Interior Assistant Secretary Jonathan Malaya clarified to Rappler on Monday, July 9, that Go was not a surprise guest at the event. He said the Department of the Interior and Local Government (DILG) had tapped Go to be the convention's keynote speaker "but because of a last-minute conflict with the President’s schedule (he usually accompanies the President), he requested Secretary Francis Tolentino to represent him in the said Convention."
"Please note that Secretary Tolentino was already scheduled to be in Legazpi on that date because of the distribution of LTO license plates and other public activities," Malaya said.
He added that Go's name was no longer included in the final program "but it is his right to send someone to read his speech because Secretary Tolentino was simply representing him." Malaya added that in his opening remarks at the convention, he had already mentioned that Tolentino was there to represent Go.

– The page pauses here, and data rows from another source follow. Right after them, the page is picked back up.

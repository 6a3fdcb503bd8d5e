//! Notification delivery over a bounded queue
//!
//! Delivery is asynchronous relative to classification: the alert task
//! pushes notifications into a bounded queue and a dedicated worker drains
//! it, so a slow or failing webhook never stalls ingestion. The queue drops
//! the newest notification on overflow (and records the drop) rather than
//! buffering without bound. Failed sends are retried with exponential
//! backoff up to a fixed attempt count, then dropped with a recorded
//! delivery-failure metric.

use crate::error::AlertError;
use crate::events::Notification;
use log::{error, info, warn};
use serde_json::json;
use std::sync::atomic::{AtomicU64, Ordering};
use std::sync::Arc;
use std::time::Duration;
use tokio::sync::mpsc;

/// Capacity of the notification queue between the alert task and the worker
pub const NOTIFICATION_QUEUE_CAPACITY: usize = 64;

/// Delivery attempts per notification before it is dropped
pub const MAX_DELIVERY_ATTEMPTS: u32 = 3;

/// Initial backoff between delivery attempts; doubles per retry
const INITIAL_BACKOFF: Duration = Duration::from_millis(500);

/// Counters describing delivery outcomes
#[derive(Debug, Default)]
pub struct DeliveryMetrics {
    delivered: AtomicU64,
    /// Notifications dropped after exhausting all delivery attempts
    failed: AtomicU64,
    /// Notifications dropped because the queue was full
    dropped: AtomicU64,
}

impl DeliveryMetrics {
    pub fn delivered(&self) -> u64 {
        self.delivered.load(Ordering::Relaxed)
    }

    pub fn failed(&self) -> u64 {
        self.failed.load(Ordering::Relaxed)
    }

    pub fn dropped(&self) -> u64 {
        self.dropped.load(Ordering::Relaxed)
    }
}

/// Abstract notification sink
///
/// The worker is generic over the sink so tests can substitute one backed
/// by a channel instead of a live webhook.
pub trait DeliverySink: Send + Sync + 'static {
    fn deliver(
        &self,
        notification: &Notification,
    ) -> impl std::future::Future<Output = Result<(), AlertError>> + Send;
}

/// Webhook sink posting to a Discord/Slack-compatible endpoint
pub struct WebhookSink {
    client: reqwest::Client,
    url: String,
}

impl WebhookSink {
    pub fn new(url: String) -> Self {
        Self {
            client: reqwest::Client::new(),
            url,
        }
    }
}

impl DeliverySink for WebhookSink {
    async fn deliver(&self, notification: &Notification) -> Result<(), AlertError> {
        // Both `content` (Discord) and `text` (Slack/Mattermost) carry the
        // human-readable summary; the structured fields ride alongside.
        let summary = format!("🚨 Sentinel: {}", notification.message);
        let payload = json!({
            "content": summary,
            "text": summary,
            "rule_name": notification.rule_name,
            "message": notification.message,
            "trigger_count": notification.trigger_count,
            "window_secs": notification.window_secs,
            "timestamp": notification.timestamp.to_rfc3339(),
        });

        let response = self.client.post(&self.url).json(&payload).send().await?;
        if !response.status().is_success() {
            return Err(AlertError::WebhookStatus(response.status().as_u16()));
        }
        Ok(())
    }
}

/// Producer side of the bounded notification queue
///
/// `push` never waits: when the queue is full the notification is dropped
/// (drop-newest) and counted, keeping the alert task non-blocking.
#[derive(Clone)]
pub struct NotificationQueue {
    sender: mpsc::Sender<Notification>,
    metrics: Arc<DeliveryMetrics>,
}

impl NotificationQueue {
    /// Create the queue, returning the producer handle and worker receiver
    pub fn bounded(
        capacity: usize,
        metrics: Arc<DeliveryMetrics>,
    ) -> (Self, mpsc::Receiver<Notification>) {
        let (sender, receiver) = mpsc::channel(capacity);
        (Self { sender, metrics }, receiver)
    }

    pub fn push(&self, notification: Notification) {
        if let Err(e) = self.sender.try_send(notification) {
            self.metrics.dropped.fetch_add(1, Ordering::Relaxed);
            warn!("Notification queue full, dropping alert: {}", e);
        }
    }
}

/// Drains the notification queue through a delivery sink
pub struct DeliveryWorker<S: DeliverySink> {
    sink: S,
    receiver: mpsc::Receiver<Notification>,
    metrics: Arc<DeliveryMetrics>,
}

impl<S: DeliverySink> DeliveryWorker<S> {
    pub fn new(
        sink: S,
        receiver: mpsc::Receiver<Notification>,
        metrics: Arc<DeliveryMetrics>,
    ) -> Self {
        Self {
            sink,
            receiver,
            metrics,
        }
    }

    /// Run until the queue closes, delivering each notification with retry
    pub async fn run(mut self) {
        while let Some(notification) = self.receiver.recv().await {
            self.deliver_with_retry(&notification).await;
        }
        info!(
            "Delivery worker stopped ({} delivered, {} failed, {} dropped)",
            self.metrics.delivered(),
            self.metrics.failed(),
            self.metrics.dropped()
        );
    }

    async fn deliver_with_retry(&self, notification: &Notification) {
        let mut backoff = INITIAL_BACKOFF;
        for attempt in 1..=MAX_DELIVERY_ATTEMPTS {
            match self.sink.deliver(notification).await {
                Ok(()) => {
                    self.metrics.delivered.fetch_add(1, Ordering::Relaxed);
                    info!("Delivered alert for rule '{}'", notification.rule_name);
                    return;
                }
                Err(e) if attempt < MAX_DELIVERY_ATTEMPTS => {
                    warn!(
                        "Delivery attempt {}/{} for rule '{}' failed: {}, retrying in {:?}",
                        attempt, MAX_DELIVERY_ATTEMPTS, notification.rule_name, e, backoff
                    );
                    tokio::time::sleep(backoff).await;
                    backoff *= 2;
                }
                Err(e) => {
                    self.metrics.failed.fetch_add(1, Ordering::Relaxed);
                    error!(
                        "Dropping alert for rule '{}' after {} attempts: {}",
                        notification.rule_name, MAX_DELIVERY_ATTEMPTS, e
                    );
                }
            }
        }
    }
}
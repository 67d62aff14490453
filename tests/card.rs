//! Card integration tests.

use std::collections::HashSet;

use stdeck::{Card, CardError, ParseCardError, Rank, Suit};

#[test]
fn enumerations_keep_declared_order() {
    let ranks: Vec<&str> = Rank::ALL.iter().map(|rank| rank.name()).collect();
    assert_eq!(
        ranks,
        [
            "Ace", "Two", "Three", "Four", "Five", "Six", "Seven", "Eight", "Nine", "Ten", "Jack",
            "Queen", "King",
        ]
    );

    let suits: Vec<String> = Suit::ALL.iter().map(ToString::to_string).collect();
    assert_eq!(suits, ["Hearts", "Diamonds", "Clubs", "Spades"]);
}

#[test]
fn accessors_and_display_text() {
    let card = Card::new(Rank::Ace, Suit::Spades);
    assert_eq!(card.rank(), Rank::Ace);
    assert_eq!(card.suit(), Suit::Spades);
    assert_eq!(card.to_string(), "Ace of Spades");
    assert_eq!(
        Card::new(Rank::Ten, Suit::Diamonds).to_string(),
        "Ten of Diamonds"
    );
}

#[test]
fn equality_is_structural() {
    let ace = Card::new(Rank::Ace, Suit::Spades);
    let other_ace = Card::new(Rank::Ace, Suit::Spades);
    let ten = Card::new(Rank::Ten, Suit::Diamonds);

    assert_eq!(ace, other_ace);
    assert_eq!(other_ace, ace);
    assert_ne!(ace, ten);
    assert_ne!(ten, ace);

    for a in [ace, other_ace, ten] {
        for b in [ace, other_ace, ten] {
            assert_eq!(a == b, a.to_string() == b.to_string());
        }
    }

    let set: HashSet<Card> = [ace, other_ace, ten].into_iter().collect();
    assert_eq!(set.len(), 2);
}

#[test]
fn ordering_is_suit_major() {
    assert!(Card::new(Rank::King, Suit::Hearts) < Card::new(Rank::Ace, Suit::Diamonds));
    assert!(Card::new(Rank::Two, Suit::Spades) < Card::new(Rank::Three, Suit::Spades));
}

#[test]
fn try_new_requires_both_fields() {
    assert_eq!(
        Card::try_new(Some(Rank::Queen), Some(Suit::Clubs)),
        Ok(Card::new(Rank::Queen, Suit::Clubs))
    );

    let err = Card::try_new(None, Some(Suit::Spades)).unwrap_err();
    assert_eq!(err, CardError::MissingRank);
    assert_eq!(err.field(), "rank");
    assert_eq!(err.to_string(), "card rank is empty");

    let err = Card::try_new(Some(Rank::Ace), None).unwrap_err();
    assert_eq!(err, CardError::MissingSuit);
    assert_eq!(err.field(), "suit");
    assert_eq!(err.to_string(), "card suit is empty");

    assert_eq!(Card::try_new(None, None), Err(CardError::MissingRank));
}

#[test]
fn rank_numeric_values() {
    for (index, rank) in Rank::ALL.into_iter().enumerate() {
        let value = u8::try_from(index + 1).unwrap();
        assert_eq!(rank.value(), value);
        assert_eq!(Rank::from_value(value), Some(rank));
    }
    assert_eq!(Rank::from_value(0), None);
    assert_eq!(Rank::from_value(14), None);
}

#[test]
fn parses_display_text() {
    for suit in Suit::ALL {
        for rank in Rank::ALL {
            let card = Card::new(rank, suit);
            assert_eq!(card.to_string().parse::<Card>(), Ok(card));
        }
    }

    assert_eq!("Ace Spades".parse::<Card>(), Err(ParseCardError::Format));
    assert_eq!("One of Spades".parse::<Card>(), Err(ParseCardError::Rank));
    assert_eq!("Ace of Stars".parse::<Card>(), Err(ParseCardError::Suit));
    assert_eq!("ace of spades".parse::<Card>(), Err(ParseCardError::Rank));
}
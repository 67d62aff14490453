//! The standard 52-card deck.

use alloc::collections::VecDeque;
use alloc::collections::vec_deque;
use alloc::vec::Vec;
use rand::SeedableRng;
use rand::seq::SliceRandom;
use rand_chacha::ChaCha8Rng;
use tracing::{debug, trace};

use crate::card::{Card, DECK_SIZE, Rank, Suit};
use crate::error::DeckError;
use crate::options::DeckOptions;

/// Whether a deck still has cards to deal.
#[derive(Debug, Clone, Copy, PartialEq, Eq)]
pub enum DeckState {
    /// At least one card remains.
    HasCards,
    /// Every card has been dealt. Terminal.
    Empty,
}

/// An ordered deck of unique playing cards.
///
/// A new deck holds all 52 cards in canonical order: every rank of Hearts
/// (Ace through King), then Diamonds, then Clubs, then Spades. Cards are
/// dealt from the front. Once empty, a deck stays empty.
///
/// Each deck owns its random generator, so independent decks never share
/// random state.
#[derive(Debug, Clone)]
pub struct Deck {
    /// Cards in the deck, front first.
    cards: VecDeque<Card>,
    /// Random number generator.
    rng: ChaCha8Rng,
}

impl Deck {
    /// Creates a deck in canonical order, seeded from operating system entropy.
    ///
    /// # Example
    ///
    /// ```
    /// use stdeck::{Card, Deck, Rank, Suit};
    ///
    /// let mut deck = Deck::new();
    /// assert_eq!(deck.len(), 52);
    /// assert_eq!(deck.deal_one(), Some(Card::new(Rank::Ace, Suit::Hearts)));
    /// ```
    #[cfg(feature = "std")]
    #[cfg_attr(docsrs, doc(cfg(feature = "std")))]
    #[must_use]
    pub fn new() -> Self {
        Self::from_rng(DeckOptions::default(), ChaCha8Rng::from_os_rng())
    }

    /// Creates a deck in canonical order with a seeded random generator.
    ///
    /// Two decks built with the same seed shuffle identically.
    #[must_use]
    pub fn with_seed(seed: u64) -> Self {
        Self::from_rng(DeckOptions::default(), ChaCha8Rng::seed_from_u64(seed))
    }

    /// Creates a deck from the given options.
    ///
    /// # Errors
    ///
    /// Returns [`DeckError::MissingSeed`] if no seed is configured and the
    /// `std` feature is disabled. With `std` enabled this never fails.
    pub fn with_options(options: DeckOptions) -> Result<Self, DeckError> {
        let rng = match options.seed {
            Some(seed) => ChaCha8Rng::seed_from_u64(seed),
            #[cfg(feature = "std")]
            None => ChaCha8Rng::from_os_rng(),
            #[cfg(not(feature = "std"))]
            None => return Err(DeckError::MissingSeed),
        };

        Ok(Self::from_rng(options, rng))
    }

    fn from_rng(options: DeckOptions, rng: ChaCha8Rng) -> Self {
        let mut deck = Self {
            cards: Self::create_cards(),
            rng,
        };
        debug!(cards = deck.cards.len(), "created deck");

        if options.shuffle_on_create {
            deck.shuffle();
        }
        deck
    }

    /// Populates every rank of every suit, suits outermost.
    fn create_cards() -> VecDeque<Card> {
        let mut cards = VecDeque::with_capacity(DECK_SIZE);

        for suit in Suit::ALL {
            for rank in Rank::ALL {
                cards.push_back(Card::new(rank, suit));
            }
        }

        cards
    }

    /// Shuffles the cards remaining in the deck.
    ///
    /// Every permutation of the remaining cards is equally likely. The set of
    /// cards is unchanged. Does nothing on an empty deck.
    pub fn shuffle(&mut self) {
        if self.cards.is_empty() {
            return;
        }

        self.cards.make_contiguous().shuffle(&mut self.rng);
        debug!(cards = self.cards.len(), "shuffled deck");
    }

    /// Deals the card at the front of the deck.
    ///
    /// The remaining cards keep their relative order. Returns `None` once the
    /// deck is empty, and keeps returning `None` on every later call.
    pub fn deal_one(&mut self) -> Option<Card> {
        let Some(card) = self.cards.pop_front() else {
            debug!("deal attempted on empty deck");
            return None;
        };

        trace!(%card, remaining = self.cards.len(), "dealt card");
        if self.cards.is_empty() {
            debug!("dealt last card");
        }
        Some(card)
    }

    /// Returns a snapshot of the cards in the deck, front first.
    ///
    /// The snapshot does not follow later shuffles or deals.
    #[must_use]
    pub fn remaining(&self) -> Vec<Card> {
        self.cards.iter().copied().collect()
    }

    /// Returns the card that would be dealt next without dealing it.
    #[must_use]
    pub fn peek(&self) -> Option<&Card> {
        self.cards.front()
    }

    /// Returns an iterator over the cards in the deck, front first.
    pub fn iter(&self) -> vec_deque::Iter<'_, Card> {
        self.cards.iter()
    }

    /// Returns whether the deck holds the given card.
    #[must_use]
    pub fn contains(&self, card: &Card) -> bool {
        self.cards.contains(card)
    }

    /// Returns the number of cards remaining.
    #[must_use]
    pub fn len(&self) -> usize {
        self.cards.len()
    }

    /// Returns whether every card has been dealt.
    #[must_use]
    pub fn is_empty(&self) -> bool {
        self.cards.is_empty()
    }

    /// Returns the current deck state.
    #[must_use]
    pub fn state(&self) -> DeckState {
        if self.cards.is_empty() {
            DeckState::Empty
        } else {
            DeckState::HasCards
        }
    }
}

#[cfg(feature = "std")]
impl Default for Deck {
    fn default() -> Self {
        Self::new()
    }
}

impl<'a> IntoIterator for &'a Deck {
    type Item = &'a Card;
    type IntoIter = vec_deque::Iter<'a, Card>;

    fn into_iter(self) -> Self::IntoIter {
        self.iter()
    }
}
//! Card, rank and suit types.

use core::fmt;
use core::str::FromStr;

use crate::error::{CardError, ParseCardError};

/// Card suit.
#[derive(Debug, Clone, Copy, PartialEq, Eq, Hash, PartialOrd, Ord)]
pub enum Suit {
    /// Hearts.
    Hearts,
    /// Diamonds.
    Diamonds,
    /// Clubs.
    Clubs,
    /// Spades.
    Spades,
}

impl Suit {
    /// All suits in declared order.
    pub const ALL: [Self; 4] = [Self::Hearts, Self::Diamonds, Self::Clubs, Self::Spades];

    /// Returns the canonical name of the suit.
    #[must_use]
    pub const fn name(self) -> &'static str {
        match self {
            Self::Hearts => "Hearts",
            Self::Diamonds => "Diamonds",
            Self::Clubs => "Clubs",
            Self::Spades => "Spades",
        }
    }
}

impl fmt::Display for Suit {
    fn fmt(&self, f: &mut fmt::Formatter<'_>) -> fmt::Result {
        f.write_str(self.name())
    }
}

impl FromStr for Suit {
    type Err = ParseCardError;

    fn from_str(s: &str) -> Result<Self, Self::Err> {
        Self::ALL
            .into_iter()
            .find(|suit| suit.name() == s)
            .ok_or(ParseCardError::Suit)
    }
}

/// Card rank.
#[derive(Debug, Clone, Copy, PartialEq, Eq, Hash, PartialOrd, Ord)]
pub enum Rank {
    /// Ace.
    Ace,
    /// Two.
    Two,
    /// Three.
    Three,
    /// Four.
    Four,
    /// Five.
    Five,
    /// Six.
    Six,
    /// Seven.
    Seven,
    /// Eight.
    Eight,
    /// Nine.
    Nine,
    /// Ten.
    Ten,
    /// Jack.
    Jack,
    /// Queen.
    Queen,
    /// King.
    King,
}

impl Rank {
    /// All ranks in declared order, Ace through King.
    pub const ALL: [Self; 13] = [
        Self::Ace,
        Self::Two,
        Self::Three,
        Self::Four,
        Self::Five,
        Self::Six,
        Self::Seven,
        Self::Eight,
        Self::Nine,
        Self::Ten,
        Self::Jack,
        Self::Queen,
        Self::King,
    ];

    /// Returns the canonical name of the rank.
    #[must_use]
    pub const fn name(self) -> &'static str {
        match self {
            Self::Ace => "Ace",
            Self::Two => "Two",
            Self::Three => "Three",
            Self::Four => "Four",
            Self::Five => "Five",
            Self::Six => "Six",
            Self::Seven => "Seven",
            Self::Eight => "Eight",
            Self::Nine => "Nine",
            Self::Ten => "Ten",
            Self::Jack => "Jack",
            Self::Queen => "Queen",
            Self::King => "King",
        }
    }

    /// Returns the numeric value of the rank (1 = Ace, 11 = Jack, 12 = Queen, 13 = King).
    #[must_use]
    pub const fn value(self) -> u8 {
        self as u8 + 1
    }

    /// Returns the rank for a numeric value in `1..=13`.
    ///
    /// # Example
    ///
    /// ```
    /// use stdeck::Rank;
    ///
    /// assert_eq!(Rank::from_value(1), Some(Rank::Ace));
    /// assert_eq!(Rank::from_value(13), Some(Rank::King));
    /// assert_eq!(Rank::from_value(14), None);
    /// ```
    #[must_use]
    pub const fn from_value(value: u8) -> Option<Self> {
        match value {
            1..=13 => Some(Self::ALL[value as usize - 1]),
            _ => None,
        }
    }
}

impl fmt::Display for Rank {
    fn fmt(&self, f: &mut fmt::Formatter<'_>) -> fmt::Result {
        f.write_str(self.name())
    }
}

impl FromStr for Rank {
    type Err = ParseCardError;

    fn from_str(s: &str) -> Result<Self, Self::Err> {
        Self::ALL
            .into_iter()
            .find(|rank| rank.name() == s)
            .ok_or(ParseCardError::Rank)
    }
}

/// A playing card.
///
/// Cards compare, hash and order by value. Ordering is suit-major, which
/// matches the order of a freshly built deck.
#[derive(Debug, Clone, Copy, PartialEq, Eq, Hash, PartialOrd, Ord)]
pub struct Card {
    suit: Suit,
    rank: Rank,
}

impl Card {
    /// Creates a new card.
    #[must_use]
    pub const fn new(rank: Rank, suit: Suit) -> Self {
        Self { suit, rank }
    }

    /// Creates a new card from parts that may be absent.
    ///
    /// The rank is checked before the suit.
    ///
    /// # Errors
    ///
    /// Returns [`CardError::MissingRank`] if `rank` is `None`, or
    /// [`CardError::MissingSuit`] if `suit` is `None`.
    ///
    /// # Example
    ///
    /// ```
    /// use stdeck::{Card, CardError, Rank, Suit};
    ///
    /// let card = Card::try_new(Some(Rank::Ace), Some(Suit::Spades)).unwrap();
    /// assert_eq!(card, Card::new(Rank::Ace, Suit::Spades));
    /// assert_eq!(Card::try_new(None, Some(Suit::Spades)), Err(CardError::MissingRank));
    /// ```
    pub const fn try_new(rank: Option<Rank>, suit: Option<Suit>) -> Result<Self, CardError> {
        let Some(rank) = rank else {
            return Err(CardError::MissingRank);
        };
        let Some(suit) = suit else {
            return Err(CardError::MissingSuit);
        };
        Ok(Self::new(rank, suit))
    }

    /// Returns the rank of the card.
    #[must_use]
    pub const fn rank(&self) -> Rank {
        self.rank
    }

    /// Returns the suit of the card.
    #[must_use]
    pub const fn suit(&self) -> Suit {
        self.suit
    }
}

impl fmt::Display for Card {
    fn fmt(&self, f: &mut fmt::Formatter<'_>) -> fmt::Result {
        write!(f, "{} of {}", self.rank, self.suit)
    }
}

impl FromStr for Card {
    type Err = ParseCardError;

    fn from_str(s: &str) -> Result<Self, Self::Err> {
        let (rank, suit) = s.split_once(" of ").ok_or(ParseCardError::Format)?;
        Ok(Self::new(rank.parse()?, suit.parse()?))
    }
}

/// Number of cards per deck.
pub const DECK_SIZE: usize = Rank::ALL.len() * Suit::ALL.len();
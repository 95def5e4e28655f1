use chrono::{DateTime, Utc};
use serde::{Deserialize, Serialize};

use crate::constants::{ERR_EMPTY_USERNAME, ERR_USERNAME_TOO_LONG, MAX_NAME_LENGTH};
use crate::error::{AppError, Result};

/// User row as stored, including the password hash
#[derive(Debug, Clone, sqlx::FromRow)]
pub struct UserRecord {
    pub id: i64,
    pub username: String,
    /// Argon2 PHC string
    pub password_hash: String,
    pub email: Option<String>,
    pub created_at: DateTime<Utc>,
}

/// User model for API responses
#[derive(Debug, Clone, PartialEq, Eq, Serialize, Deserialize, sqlx::FromRow)]
pub struct User {
    pub id: i64,
    pub username: String,
    pub email: Option<String>,
    pub created_at: DateTime<Utc>,
}

impl User {
    /// Validate a username for registration.
    ///
    /// Usernames are case-sensitive; only surrounding whitespace is removed.
    pub fn validate_username(raw: &str) -> Result<String> {
        let username = raw.trim();
        if username.is_empty() {
            return Err(AppError::Validation(ERR_EMPTY_USERNAME.to_string()));
        }
        if username.chars().count() > MAX_NAME_LENGTH {
            return Err(AppError::Validation(ERR_USERNAME_TOO_LONG.to_string()));
        }
        Ok(username.to_string())
    }
}

impl From<UserRecord> for User {
    fn from(record: UserRecord) -> Self {
        Self {
            id: record.id,
            username: record.username,
            email: record.email,
            created_at: record.created_at,
        }
    }
}

/// Number of hobbies another user shares with the user being matched
#[derive(Debug, Clone, Copy, PartialEq, Eq, sqlx::FromRow)]
pub struct SharedHobbyCount {
    pub user_id: i64,
    pub shared: i64,
}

Official government programs usually list the name of the original keynote speaker, and then note the corresponding representative or proxy. Had this been done, would it have stopped people in the audience from wondering why they were suddenly shown Go's video presentation which included a slideshow of his photos with President Rodrigo Duterte in presidential sorties?
Legazpi City was the third destination of the federalism roadshow of the DILG. An estimated 5,000 people attended the afternoon session on Friday. Aside from local officials and lawmakers, the convention was also attended by public school teachers, students, and members of the academe and the business sector.
The convention featured administration resource persons who took turns lauding the Duterte administration and the importance of shifting to federalism. There was an open forum during the morning session where 4 members of the Consultative Committee (Con-Com) presented the salient features of the Con-Com's draft constitution, followed by a two-hour question-and-answer portion particitipated in by members of the audience that included local officials, business leaders, and community organizers.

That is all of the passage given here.